Italy’s celebrations of the 500th anniversary in 2019 of Leonardo da Vinci’s death got off to an early start this week at the Gallerie degli Uffizi in Florence. The venerable art museum opened the exhibition Water as Microscope of Nature: Leonardo da Vinci’s Codex Leicester (until 20 January 2019), a window on to the observant, obsessive mind of a painter who was also a visionary scientific thinker and a working engineer.
The focused display sets out to decode what the scholar Martin Kemp describes in the catalogue as “the most remarkable of [Leonardo’s] scientific manuscripts” for its “startlingly radical” ideas. Compiled in Florence between 1504 and 1508, when Leonardo was in his fifties, the Codex Leicester comprises 72 dense pages of notes and diagrams on the movements of water. The manuscript, which belonged for more than 250 years to the descendants of the first Earl of Leicester, has been lent by the Microsoft billionaire Bill Gates, who bought it for more than $30m at auction in 1994. The Uffizi’s director Eike Schmidt said at the press briefing that talks for the loan began three years ago, even before his appointment was formally announced.

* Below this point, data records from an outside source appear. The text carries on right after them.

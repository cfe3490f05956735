use super::{render_png, ChartError};
use crate::core::value_counts;
use plotters::coord::Shift;
use plotters::prelude::*;
use std::error::Error;
use std::ops::Range;

/// Horizontal count plot: one bar per distinct label, most frequent on top.
#[derive(Debug, Clone)]
pub struct CountPlot {
    pub title: &'static str,
    pub x_desc: &'static str,
    pub y_desc: &'static str,
    pub labels: Vec<&'static str>,
}

impl CountPlot {
    /// Bars from top to bottom with their counts.
    pub fn bars(&self) -> Vec<(&'static str, usize)> {
        value_counts(self.labels.iter().copied())
    }

    pub fn render(&self) -> Result<Vec<u8>, ChartError> {
        let bars = self.bars();
        render_png(self.title, |root| self.draw(root, &bars))
    }

    fn draw(
        &self,
        root: &DrawingArea<BitMapBackend<'_>, Shift>,
        bars: &[(&str, usize)],
    ) -> Result<(), Box<dyn Error>> {
        let rows = bars.len() as i32;
        let max = bars.iter().map(|(_, n)| *n).max().unwrap_or(1) as f64;

        let mut chart = ChartBuilder::on(root)
            .caption(self.title, ("sans-serif", 24))
            .margin(15)
            .x_label_area_size(50)
            .y_label_area_size(190)
            .build_cartesian_2d(0f64..max * 1.05, category_range(rows).into_segmented())?;

        chart
            .configure_mesh()
            .disable_y_mesh()
            .y_labels(bars.len())
            .y_label_formatter(&|v| match v {
                SegmentValue::CenterOf(row) => bar_label(bars, *row).to_string(),
                _ => String::new(),
            })
            .x_desc(self.x_desc)
            .y_desc(self.y_desc)
            .axis_desc_style(("sans-serif", 16))
            .label_style(("sans-serif", 13))
            .draw()?;

        // row 0 sits at the bottom of the axis, so the first bar gets the top row
        chart.draw_series(
            Histogram::horizontal(&chart)
                .style(BLUE.mix(0.7).filled())
                .margin(4)
                .data(
                    bars.iter()
                        .enumerate()
                        .map(|(i, (_, n))| (rows - 1 - i as i32, *n as f64)),
                ),
        )?;

        Ok(())
    }
}

/// Axis rows `0..=rows - 1`, one per bar. Integer axes include their end value.
fn category_range(rows: i32) -> Range<i32> {
    0..(rows - 1).max(0)
}

/// Label of the bar drawn at axis row `row`.
fn bar_label<'a>(bars: &[(&'a str, usize)], row: i32) -> &'a str {
    let index = bars.len() as i32 - 1 - row;
    usize::try_from(index)
        .ok()
        .and_then(|i| bars.get(i))
        .map_or("", |(label, _)| *label)
}

#[cfg(test)]
mod tests {
    use super::*;
    use crate::core::Dataset;
    use plotters::coord::ranged1d::DiscreteRanged;
    use plotters::coord::types::RangedCoordi32;

    fn sleep_plot() -> CountPlot {
        CountPlot {
            title: "Number of Metrics Tracked for Sleep",
            x_desc: "Number of Metrics",
            y_desc: "Sleep Metric",
            labels: Dataset::Sleep.labels(),
        }
    }

    #[test]
    fn one_bar_per_label_in_definition_order() {
        let bars = sleep_plot().bars();
        assert_eq!(bars.len(), 8);
        assert_eq!(bars[0], ("Total Sleep Time", 1));
        assert_eq!(bars[7], ("Sleep Latency", 1));
    }

    #[test]
    fn one_axis_row_per_bar() {
        let bars = sleep_plot().bars();
        let axis: RangedCoordi32 = category_range(bars.len() as i32).into();
        assert_eq!(axis.size(), bars.len());
        assert_eq!(axis.index_of(&7), Some(7));
        assert_eq!(axis.index_of(&8), None);

        let axis: RangedCoordi32 = category_range(18).into();
        assert_eq!(axis.size(), 18);
    }

    #[test]
    fn top_row_shows_first_bar() {
        let bars = sleep_plot().bars();
        assert_eq!(bar_label(&bars, 7), "Total Sleep Time");
        assert_eq!(bar_label(&bars, 0), "Sleep Latency");
        assert_eq!(bar_label(&bars, 8), "");
        assert_eq!(bar_label(&bars, -1), "");
    }
}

With fewer than 20 paintings firmly attributed to Leonardo worldwide, museums planning exhibitions to mark the 500th anniversary have faced stiff competition for loans. Schmidt said that “it would be impossible and also wrong” to stage a major loan exhibition “because these works are so precious”. In July, the Uffizi moved three paintings by Leonardo in its collection to a new climate-controlled permanent gallery but “cannot transport them elsewhere”, he said. “We cannot be responsible ethically for an action that puts at risk unique works that we must safeguard for future generations.”

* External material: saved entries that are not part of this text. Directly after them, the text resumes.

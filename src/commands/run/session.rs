//! The interactive terminal session driving one flow.

use super::display;
use super::input::{Input, parse_line, parse_option_numbers, resolve_choice};
use crate::answer::Rejection;
use crate::error::{ForgeError, Result};
use crate::events::{Event, EventAction, EventLog};
use crate::flow::{AnswerOutcome, FlowController, Phase, ToggleOutcome};
use crate::fs::{ExportReport, export_document};
use crate::question::QuestionKind;
use serde_json::json;
use std::io::{BufRead, Write};
use std::path::PathBuf;

/// What a finished session did.
#[derive(Debug, Default)]
pub struct SessionSummary {
    /// Documents generated, one per completed flow.
    pub completed: usize,
    /// Successful exports, in order.
    pub exports: Vec<ExportReport>,
}

/// One user's terminal session over a flow.
pub struct Session {
    flow: FlowController,
    events: EventLog,
    export_path: Option<PathBuf>,
}

/// Whether the session loop should keep going.
enum Step {
    Continue,
    Stop,
}

impl Session {
    pub fn new(flow: FlowController, events: EventLog, export_path: Option<PathBuf>) -> Self {
        Self {
            flow,
            events,
            export_path,
        }
    }

    pub fn flow(&self) -> &FlowController {
        &self.flow
    }

    /// Run until the user quits or input ends.
    pub fn run<R: BufRead, W: Write>(&mut self, input: &mut R, out: &mut W) -> Result<SessionSummary> {
        let mut summary = SessionSummary::default();

        loop {
            let step = match self.flow.phase() {
                Phase::Welcome => self.welcome(input, out)?,
                Phase::InProgress => self.ask(input, out, &mut summary)?,
                Phase::Complete => self.finished(input, out)?,
            };
            if let Step::Stop = step {
                break;
            }
        }

        out.flush().map_err(io_error)?;
        Ok(summary)
    }

    fn welcome<R: BufRead, W: Write>(&mut self, input: &mut R, out: &mut W) -> Result<Step> {
        emit(out, &display::welcome_screen(self.flow.questions().len()))?;

        match read_line(input)?.map(|line| parse_line(&line)) {
            None | Some(Input::Quit) => Ok(Step::Stop),
            Some(_) => {
                self.flow.start()?;
                self.events.record(
                    Event::new(EventAction::Start)
                        .with_details(json!({ "questions": self.flow.questions().len() })),
                );
                Ok(Step::Continue)
            }
        }
    }

    fn ask<R: BufRead, W: Write>(
        &mut self,
        input: &mut R,
        out: &mut W,
        summary: &mut SessionSummary,
    ) -> Result<Step> {
        emit(out, &display::question_screen(&self.flow))?;

        let Some(line) = read_line(input)? else {
            return Ok(Step::Stop);
        };
        let line = match parse_line(&line) {
            Input::Quit => return Ok(Step::Stop),
            Input::Back => {
                self.back(out)?;
                return Ok(Step::Continue);
            }
            Input::Reset => {
                self.reset();
                return Ok(Step::Continue);
            }
            Input::Line(line) => line,
        };

        let kind = self.flow.current_question()?.kind.clone();
        let outcome = match &kind {
            QuestionKind::SingleLineText => Some(self.answer_text(line)?),
            QuestionKind::FreeText => {
                let text = read_paragraph(line, input)?;
                Some(self.answer_text(text)?)
            }
            QuestionKind::SingleChoice { options } | QuestionKind::ExclusiveChoice { options } => {
                if line.trim().is_empty() {
                    match self.flow.previous_answer().cloned() {
                        Some(previous) => Some(self.flow.answer(previous)?),
                        None => {
                            emit(out, &display::notice_line("choose an option"))?;
                            None
                        }
                    }
                } else {
                    let choice = resolve_choice(&line, options).unwrap_or(line.trim());
                    Some(self.flow.answer(choice)?)
                }
            }
            QuestionKind::MultipleChoice { options } => {
                if line.trim().is_empty() {
                    Some(self.flow.commit_selection()?)
                } else {
                    self.toggle(&line, options, out)?;
                    None
                }
            }
        };

        if let Some(outcome) = outcome {
            self.after_answer(outcome, out, summary)?;
        }
        Ok(Step::Continue)
    }

    /// Submit text, keeping the previous answer when the line is blank.
    fn answer_text(&mut self, text: String) -> Result<AnswerOutcome> {
        if text.trim().is_empty()
            && let Some(previous) = self.flow.previous_answer().cloned()
        {
            return self.flow.answer(previous);
        }
        self.flow.answer(text)
    }

    fn toggle<W: Write>(&mut self, line: &str, options: &[String], out: &mut W) -> Result<()> {
        let picks: Vec<String> = match parse_option_numbers(line) {
            Some(numbers) => {
                let mut picks = Vec::with_capacity(numbers.len());
                for n in numbers {
                    match n.checked_sub(1).and_then(|i| options.get(i)) {
                        Some(option) => picks.push(option.clone()),
                        None => emit(out, &display::notice_line(&format!("no option {}", n)))?,
                    }
                }
                picks
            }
            None => vec![line.trim().to_string()],
        };

        for pick in picks {
            if let ToggleOutcome::Rejected(rejection) = self.flow.toggle_option(&pick)? {
                emit(out, &display::rejection_line(&rejection))?;
            }
        }
        Ok(())
    }

    fn after_answer<W: Write>(
        &mut self,
        outcome: AnswerOutcome,
        out: &mut W,
        summary: &mut SessionSummary,
    ) -> Result<()> {
        match outcome {
            AnswerOutcome::Rejected(rejection) => {
                self.record_rejection(&rejection);
                emit(out, &display::rejection_line(&rejection))
            }
            AnswerOutcome::Advanced { position } => {
                self.record_answer(position - 1);
                Ok(())
            }
            AnswerOutcome::Completed => {
                self.record_answer(self.flow.questions().len() - 1);
                summary.completed += 1;
                self.complete(out, summary)
            }
        }
    }

    fn complete<W: Write>(&mut self, out: &mut W, summary: &mut SessionSummary) -> Result<()> {
        let Some(document) = self.flow.document() else {
            return Ok(());
        };
        self.events.record(
            Event::new(EventAction::Complete).with_details(json!({ "bytes": document.len() })),
        );

        let report = match &self.export_path {
            Some(path) => match export_document(document, path) {
                Ok(report) => {
                    self.events.record(Event::new(EventAction::Export).with_details(json!({
                        "path": report.path.display().to_string(),
                        "bytes": report.bytes
                    })));
                    Some(report)
                }
                Err(e) => {
                    emit(out, &display::notice_line(&format!("export failed: {}", e)))?;
                    None
                }
            },
            None => None,
        };

        emit(out, &display::completion_screen(document, report.as_ref()))?;
        summary.exports.extend(report);
        Ok(())
    }

    fn finished<R: BufRead, W: Write>(&mut self, input: &mut R, out: &mut W) -> Result<Step> {
        emit(out, "> ")?;
        match read_line(input)?.map(|line| parse_line(&line)) {
            None | Some(Input::Quit) => Ok(Step::Stop),
            Some(Input::Reset) => {
                self.reset();
                Ok(Step::Continue)
            }
            Some(_) => {
                emit(out, &display::notice_line("type :reset or :quit"))?;
                Ok(Step::Continue)
            }
        }
    }

    fn back<W: Write>(&mut self, out: &mut W) -> Result<()> {
        match self.flow.back() {
            Ok(()) => {
                let question = self.flow.current_question()?.id.clone();
                self.events
                    .record(Event::new(EventAction::Back).with_question(question));
                Ok(())
            }
            Err(ForgeError::InvalidTransition { .. }) => emit(
                out,
                &display::notice_line("already at the first question"),
            ),
            Err(e) => Err(e),
        }
    }

    fn reset(&mut self) {
        self.flow.reset();
        self.events.record(Event::new(EventAction::Reset));
    }

    fn record_answer(&self, position: usize) {
        let question = &self.flow.questions()[position];
        let value = self.flow.answers().get(&question.id);
        self.events.record(
            Event::new(EventAction::Answer)
                .with_question(question.id.clone())
                .with_details(json!({ "position": position, "value": value })),
        );
    }

    fn record_rejection(&self, rejection: &Rejection) {
        let Ok(question) = self.flow.current_question() else {
            return;
        };
        self.events.record(
            Event::new(EventAction::Reject)
                .with_question(question.id.clone())
                .with_details(json!({ "reason": rejection.to_string() })),
        );
    }
}

/// Read one line without its terminator. `None` at end of input.
///
/// Bytes that are not UTF-8 (a Latin-1 terminal, say) become U+FFFD instead
/// of ending the session.
fn read_line<R: BufRead>(input: &mut R) -> Result<Option<String>> {
    let mut buf = Vec::new();
    let read = input.read_until(b'\n', &mut buf).map_err(io_error)?;
    if read == 0 {
        return Ok(None);
    }
    let line = String::from_utf8_lossy(&buf);
    Ok(Some(line.trim_end_matches(['\n', '\r']).to_string()))
}

/// Collect free text: `first` plus following lines up to an empty line or end of input.
fn read_paragraph<R: BufRead>(first: String, input: &mut R) -> Result<String> {
    if first.trim().is_empty() {
        return Ok(first);
    }
    let mut lines = vec![first];
    while let Some(line) = read_line(input)? {
        if line.trim().is_empty() {
            break;
        }
        lines.push(line);
    }
    Ok(lines.join("\n"))
}

fn emit<W: Write>(out: &mut W, text: &str) -> Result<()> {
    out.write_all(text.as_bytes()).map_err(io_error)
}

fn io_error(e: std::io::Error) -> ForgeError {
    ForgeError::IoError(format!("terminal I/O failed: {}", e))
}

Making a virtue of necessity, the exhibition organised by Paolo Galluzzi, a scientific historian and the director of the nearby Museo Galileo, argues that the Codex Leicester grappled with ideas that were hinted at in Leonardo’s paintings—such as the perception of the sky as blue and the slow stratification of rocks over long periods of time. Water united Leonardo’s musings on fields as diverse as geology, cartography, anatomy and astronomy. The show’s title derives from a metaphor he used in another manuscript, Galluzzi says, of water as the fundamental “vehicle of nature”.

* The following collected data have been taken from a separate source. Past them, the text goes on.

//! Tests for template synthesis.

use super::*;
use crate::answer::{AnswerSet, AnswerValue};
use crate::question::{QuestionList, default_questions};

fn base_answers() -> AnswerSet {
    let mut answers = AnswerSet::new();
    answers.insert("objective".into(), "Explain recursion".into());
    answers.insert("audience".into(), "Iniciantes".into());
    answers.insert(
        "tone".into(),
        AnswerValue::Selection(["Amigável"].into_iter().collect()),
    );
    answers.insert("format".into(), "Texto corrido".into());
    answers.insert("length".into(), "Curta (3-5 parágrafos)".into());
    answers.insert("examples".into(), "Não".into());
    answers
}

fn render(answers: &AnswerSet) -> String {
    TemplateSynthesizer::new()
        .synthesize(answers, &[])
        .into_string()
}

#[test]
fn minimal_answers_render_exact_document() {
    let expected = "\
# Prompt Complexo Gerado

## Objetivo
Explain recursion

## Contexto e Especificações

**Público-alvo:** Iniciantes

**Tom de voz:** Amigável

**Formato de saída:** Texto corrido

**Tamanho esperado:** Curta (3-5 parágrafos)

## Instruções de Execução

Ao responder, você deve:

1. Manter o tom Amigável
2. Adaptar a linguagem para o nível Iniciantes
3. Estruturar a resposta no formato: Texto corrido
4. Garantir que a resposta tenha Curta (3-5 parágrafos)

## Tarefa

[INSIRA AQUI A TAREFA ESPECÍFICA QUE DESEJA QUE SEJA EXECUTADA]

---

*Este prompt foi gerado automaticamente pelo Construtor de Prompts Complexos*";

    assert_eq!(render(&base_answers()), expected);
}

#[test]
fn optional_sections_are_omitted_when_absent() {
    let doc = render(&base_answers());

    assert!(doc.contains("**Público-alvo:** Iniciantes"));
    assert!(doc.contains("**Tom de voz:** Amigável"));
    assert!(!doc.contains("Contexto Adicional"));
    assert!(!doc.contains("Restrições e Diretrizes"));
    assert!(!doc.contains("exemplos"));
    assert!(!doc.contains("5. "));
}

#[test]
fn blank_optional_answers_are_omitted() {
    let mut answers = base_answers();
    answers.insert("context".into(), "   ".into());
    answers.insert("constraints".into(), "".into());

    let doc = render(&answers);
    assert!(!doc.contains("## Contexto Adicional"));
    assert!(!doc.contains("## Restrições e Diretrizes"));
}

#[test]
fn optional_sections_follow_specification_in_order() {
    let mut answers = base_answers();
    answers.insert("context".into(), "CS101 course".into());
    answers.insert("constraints".into(), "No slang".into());

    let doc = render(&answers);
    let length = doc.find("**Tamanho esperado:**").unwrap();
    let context = doc.find("## Contexto Adicional\nCS101 course\n\n").unwrap();
    let constraints = doc
        .find("## Restrições e Diretrizes\nNo slang\n\n")
        .unwrap();
    let instructions = doc.find("## Instruções de Execução").unwrap();

    assert!(length < context);
    assert!(context < constraints);
    assert!(constraints < instructions);
}

#[test]
fn examples_answer_selects_instruction_wording() {
    let mut answers = base_answers();

    answers.insert("examples".into(), "Sim, com exemplos detalhados".into());
    assert!(render(&answers).contains(
        "4. Garantir que a resposta tenha Curta (3-5 parágrafos)\n\
         5. Incluir exemplos práticos e detalhados para ilustrar cada ponto importante\n"
    ));

    answers.insert("examples".into(), "Sim, com exemplos simples".into());
    assert!(render(&answers).contains("5. Incluir exemplos simples quando apropriado\n"));

    answers.insert("examples".into(), "Não".into());
    assert_eq!(ExamplesPolicy::from_answers(&answers), ExamplesPolicy::None);
    assert!(!render(&answers).contains("5. "));
}

#[test]
fn multi_selection_order_is_preserved() {
    let mut ab = base_answers();
    ab.insert(
        "tone".into(),
        AnswerValue::Selection(["Formal", "Casual"].into_iter().collect()),
    );
    let mut ba = base_answers();
    ba.insert(
        "tone".into(),
        AnswerValue::Selection(["Casual", "Formal"].into_iter().collect()),
    );

    let ab = render(&ab);
    let ba = render(&ba);
    assert!(ab.contains("**Tom de voz:** Formal, Casual"));
    assert!(ab.contains("1. Manter o tom Formal e Casual"));
    assert!(ba.contains("**Tom de voz:** Casual, Formal"));
    assert!(ba.contains("1. Manter o tom Casual e Formal"));
}

#[test]
fn synthesis_is_deterministic() {
    let questions = QuestionList::new(default_questions()).unwrap();
    let mut answers = base_answers();
    answers.insert("context".into(), "CS101".into());
    answers.insert("constraints".into(), "None".into());

    let synthesizer = TemplateSynthesizer::new();
    let first = synthesizer.synthesize(&answers, &questions);
    let second = synthesizer.synthesize(&answers.clone(), &questions);
    assert_eq!(first.as_str().as_bytes(), second.as_str().as_bytes());
}

#[test]
fn section_table_order() {
    let names: Vec<&str> = SECTIONS.iter().map(|s| s.name).collect();
    assert_eq!(
        names,
        [
            "header",
            "objective",
            "specification",
            "context",
            "constraints",
            "instructions",
            "task",
            "footer"
        ]
    );
}

#[test]
fn text_tone_renders_as_single_value() {
    let mut answers = base_answers();
    answers.insert("tone".into(), "Formal".into());
    let doc = render(&answers);
    assert!(doc.contains("**Tom de voz:** Formal\n"));
    assert!(doc.contains("1. Manter o tom Formal\n"));
}

#[test]
fn required_fields_are_in_default_catalog() {
    let questions = QuestionList::new(default_questions()).unwrap();
    let synthesizer = TemplateSynthesizer::new();
    assert!(questions.ensure_covers(synthesizer.required_fields()).is_ok());
}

Interpreting Leonardo’s text for an international audience today is no mean feat. Written in his characteristic backwards style, which only appears normal when seen in a mirror, the Codex Leicester leaps from the “ashen light” of the moon to the origin of mountain springs, from a discourse against the Biblical flood to how to dam a river. “You will not wonder nor will you laugh at me, reader, if here such big jumps are made from one matter to another matter,” he writes. On another page, he jots down the titles of 15 chapters for a more orderly book on water that he never realised.
Each sheet of the manuscript is presented in double-sided showcases with summaries of their contents in Italian and English, pointing out here and there where Leonardo made groundbreaking conclusions (that fossils on mountain tops were once marine creatures underwater, proof of prehistoric changes to the Earth’s surface) and where he went wrong (that the moon glowed because its oceans reflected the light of the sun). There are also selected pages from the Codex Atlanticus (Veneranda Biblioteca Ambrosiana, Milan), Codex Arundel (British Library, London) and Codex on the Flight of Birds (Biblioteca Reale, Turin), as well as copies of books that influenced Leonardo.
But the real innovation since the Codex Leicester was last shown in Florence—400,000 people saw it at Palazzo Vecchio in 1982—is digital. Leonardo’s drawings are animated on large central screens, while six interactive touchscreens enable visitors to pore over the digitised pages, zooming in and accessing full transcripts. Known as the Codescope, the device was sponsored by Bill and Melinda Gates. A minisite of the exhibition will remain accessible online after the Codex returns to the US, Galluzzi said.
Financial support for the show also came from the local banking foundation Fondazione Cassa di Risparmio di Firenze, the Florentine luxury menswear brand Stefano Ricci and Italy’s national committee for the 500th anniversary celebrations. A full programme of Italian exhibitions and events honouring Leonardo throughout 2019 is due to be announced in mid-November.